His by-any-means-necessary mentality, along with a passion for process optimization, has elevated Precihole Machine Tools’ profile and enabled the company’s younger venture, Precihole Sports, to become the leading air-rifle manufacturer in the country. Here, Qazi explains his multifaceted role at both companies and shares his ambitious goal of raising the profile of Indian manufacturing around the world.
Are your roles similar for Precihole Machine Tools and Precihole Sports?
I work on design and development for both companies, but as a business owner, I’m never limited to one department. Over the past three years, if I were to describe my job responsibility in one line, it would be to reduce waste. My activity involves reducing all the nonvalue-adding activities in all departments. I’m trying to reduce the nonintelligent activities as much as I can so I don’t require a person to do any repetitive tasks.
Precihole Sports has been in business since 2012. What were some of the challenges in launching this new venture?
Shooting is the only sport in India that has received an individual Olympic gold medal. And we are currently the only company that makes international-quality air rifles.
One of the biggest challenges is getting the prototypes into the production stage. We have to outsource certain operations, and in India, it is very difficult to find quality vendors. We have to work with vendors who have never worked in 3D software, not even in 2D software. They are working with hand drawings. So we decided to stop treating them as just a vendor; we started considering them part of the company and helping them. For example, to manufacture a part, they would require fixtures, so we would design those fixtures for them. One of our people would go check the process so that we get the required output. Now we are comfortably achieving 75 rifles per day to meet the market demand.
How do the daily challenges differ for Precihole Machine Tools?
The biggest problem we face now is that when Americans or Europeans hear about machines being built in India, they’re really skeptical. We were recently about to supply a European customer with five different machines. Explaining our machines to him was the first task, and then convincing him that we can manufacture quality machines in India was the second task.
We created conceptual 3D models of all five machines; then, I took those models home and animated them, showing the different parts, different assemblies, how they function. And the final part of each animation showed how the product is manufactured. While we were showing the customer these five videos, their technical person was just sitting quietly. Once we finished showing all the videos, he just said one sentence: “I want exactly the same machines that you have shown me in the video.”
What’s one of the most difficult parts of your job?

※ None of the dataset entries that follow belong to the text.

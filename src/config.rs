use serde::{Deserialize, Serialize};
use std::fs;
use std::path::PathBuf;
use thiserror::Error;

use crate::utils;

/// Current configuration version
pub const CURRENT_CONFIG_VERSION: u32 = 1;

/// Display palettes the presentation layer may render with. Kept as
/// explicit configuration; the core never reads it.
pub const PALETTES: [&str; 3] = ["midnight-sanctum", "sacred-saffron", "forest-ashram"];

#[derive(Debug, Clone, Serialize, Deserialize)]
pub struct Config {
    #[serde(default = "default_database_path")]
    pub database_path: String,
    #[serde(default = "default_palette")]
    pub palette: String,
    #[serde(default = "default_config_version")]
    pub config_version: Option<u32>,
}

impl Default for Config {
    fn default() -> Self {
        Self {
            database_path: default_database_path(),
            palette: default_palette(),
            config_version: Some(CURRENT_CONFIG_VERSION),
        }
    }
}

fn default_database_path() -> String {
    Config::default_database_path_for_profile(utils::Profile::Prod)
}

fn default_palette() -> String {
    "midnight-sanctum".to_string()
}

fn default_config_version() -> Option<u32> {
    Some(CURRENT_CONFIG_VERSION)
}

#[derive(Debug, Error)]
pub enum ConfigError {
    #[error("Failed to read config directory: {0}")]
    ConfigDirError(String),
    #[error("Failed to read config file: {0}")]
    ReadError(String),
    #[error("Failed to parse TOML: {0}")]
    ParseError(#[from] toml::de::Error),
    #[error("Failed to write config file: {0}")]
    WriteError(String),
    #[error("Palette not found: {0}")]
    PaletteNotFound(String),
}

impl Config {
    /// Load configuration from file, or create default if missing
    /// Uses the provided profile to determine config and database paths
    pub fn load_with_profile(profile: utils::Profile) -> Result<Self, ConfigError> {
        let config_path = Self::get_config_path(profile)?;

        if config_path.exists() {
            let contents = fs::read_to_string(&config_path)
                .map_err(|e| ConfigError::ReadError(e.to_string()))?;
            let mut config: Config = toml::from_str(&contents)?;

            // Ensure database path matches profile (in case config was manually edited)
            config.database_path = Self::default_database_path_for_profile(profile);

            Ok(config)
        } else {
            // Create default config and save it
            let mut config = Config::default();
            config.database_path = Self::default_database_path_for_profile(profile);
            let save_result = config.save_with_profile(profile);
            if let Err(ref e) = save_result {
                eprintln!("ERROR: Failed to save config file: {}", e);
                eprintln!("Config path: {:?}", config_path);
            }
            save_result?;
            Ok(config)
        }
    }

    /// Load configuration from file, using production profile
    /// Use load_with_profile() to specify a different profile
    pub fn load() -> Result<Self, ConfigError> {
        Self::load_with_profile(utils::Profile::Prod)
    }

    /// Save configuration to file
    pub fn save_with_profile(&mut self, profile: utils::Profile) -> Result<(), ConfigError> {
        // Ensure config version is set before saving
        self.config_version = Some(CURRENT_CONFIG_VERSION);

        let config_path = Self::get_config_path(profile)?;

        // Create parent directory if it doesn't exist
        if let Some(parent) = config_path.parent() {
            fs::create_dir_all(parent).map_err(|e| ConfigError::WriteError(e.to_string()))?;
        }

        let toml_string = toml::to_string_pretty(self)
            .map_err(|e| ConfigError::WriteError(format!("Failed to serialize config: {}", e)))?;

        fs::write(&config_path, toml_string).map_err(|e| ConfigError::WriteError(e.to_string()))?;

        Ok(())
    }

    /// Save configuration to file, using production profile
    /// Use save_with_profile() to specify a different profile
    pub fn save(&mut self) -> Result<(), ConfigError> {
        self.save_with_profile(utils::Profile::Prod)
    }

    /// Get the path to the config file
    pub fn get_config_path(profile: utils::Profile) -> Result<PathBuf, ConfigError> {
        let config_dir = utils::get_config_dir(profile).ok_or_else(|| {
            ConfigError::ConfigDirError("Could not determine config directory".to_string())
        })?;
        Ok(config_dir.join("config.toml"))
    }

    /// Get default database path for a specific profile
    fn default_database_path_for_profile(profile: utils::Profile) -> String {
        if let Some(data_dir) = utils::get_data_dir(profile) {
            data_dir.join("ledger.db").to_string_lossy().to_string()
        } else {
            // Fallback paths - platform-specific
            #[cfg(target_os = "macos")]
            {
                match profile {
                    utils::Profile::Dev => {
                        "~/Library/Application Support/jaap-ledger-dev/ledger.db".to_string()
                    }
                    utils::Profile::Prod => {
                        "~/Library/Application Support/jaap-ledger/ledger.db".to_string()
                    }
                }
            }
            #[cfg(not(target_os = "macos"))]
            {
                match profile {
                    utils::Profile::Dev => "~/.local/share/jaap-ledger-dev/ledger.db".to_string(),
                    utils::Profile::Prod => "~/.local/share/jaap-ledger/ledger.db".to_string(),
                }
            }
        }
    }

    /// Get the expanded database path (with ~ expansion)
    pub fn get_database_path(&self) -> PathBuf {
        utils::expand_path(&self.database_path)
    }

    /// Set the active palette by name
    pub fn set_palette(&mut self, name: &str) -> Result<(), ConfigError> {
        if !PALETTES.contains(&name) {
            return Err(ConfigError::PaletteNotFound(name.to_string()));
        }
        self.palette = name.to_string();
        Ok(())
    }

    /// Get all available palette names
    pub fn available_palettes() -> Vec<&'static str> {
        PALETTES.to_vec()
    }
}
pub mod antaryatra;
pub mod cli;
pub mod config;
pub mod database;
pub mod import_export;
pub mod ledger;
pub mod milestone;
pub mod models;
pub mod utils;

pub use config::Config;
pub use database::Database;
pub use models::{AntaryatraRecord, LedgerEntry, Sankalpa};
pub use utils::Profile;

To get quality people who are interested in learning new things is very difficult because the people we get from colleges are focused on only going to work from 9 a.m. to 6 p.m. You tell them to do this and that, and they’ll do what they are told—they won’t try to innovate. Getting people who want to innovate and learn new things is difficult because people from India leave to study and work in the United States and other countries because they get highly paid there.
How do you keep your employees motivated?
We try to create a personal relationship with them. Since it’s a small organization, it’s more like a family. For example, one of my employees wanted to buy a house. He wanted to take a loan from the bank, but the bank was charging a very high interest rate. We gave him a loan from the company and said: “You don’t have to pay any interest. Whenever you have the money, you can pay us back, or we can cut back from your salary every month.”
What excites you the most about the future of your business or manufacturing in general?
The best feeling is when I design something and see it function in real life, doing what it is supposed to do. That is the best satisfaction that I get from my work. When the customer says, “You delivered exactly what we wanted, and sometimes even more than what we wanted”—that is something that excites me. Right now, we are the only premium product supplier in India—the leader in deep-hole-drilling machines. Same goes with Precihole Sports. We are the only company that manufactures air rifles of such high quality. Our ultimate goal is to be among the top players throughout the world. We want to change people’s perception when they think about India and Indian machine tools or Indian products.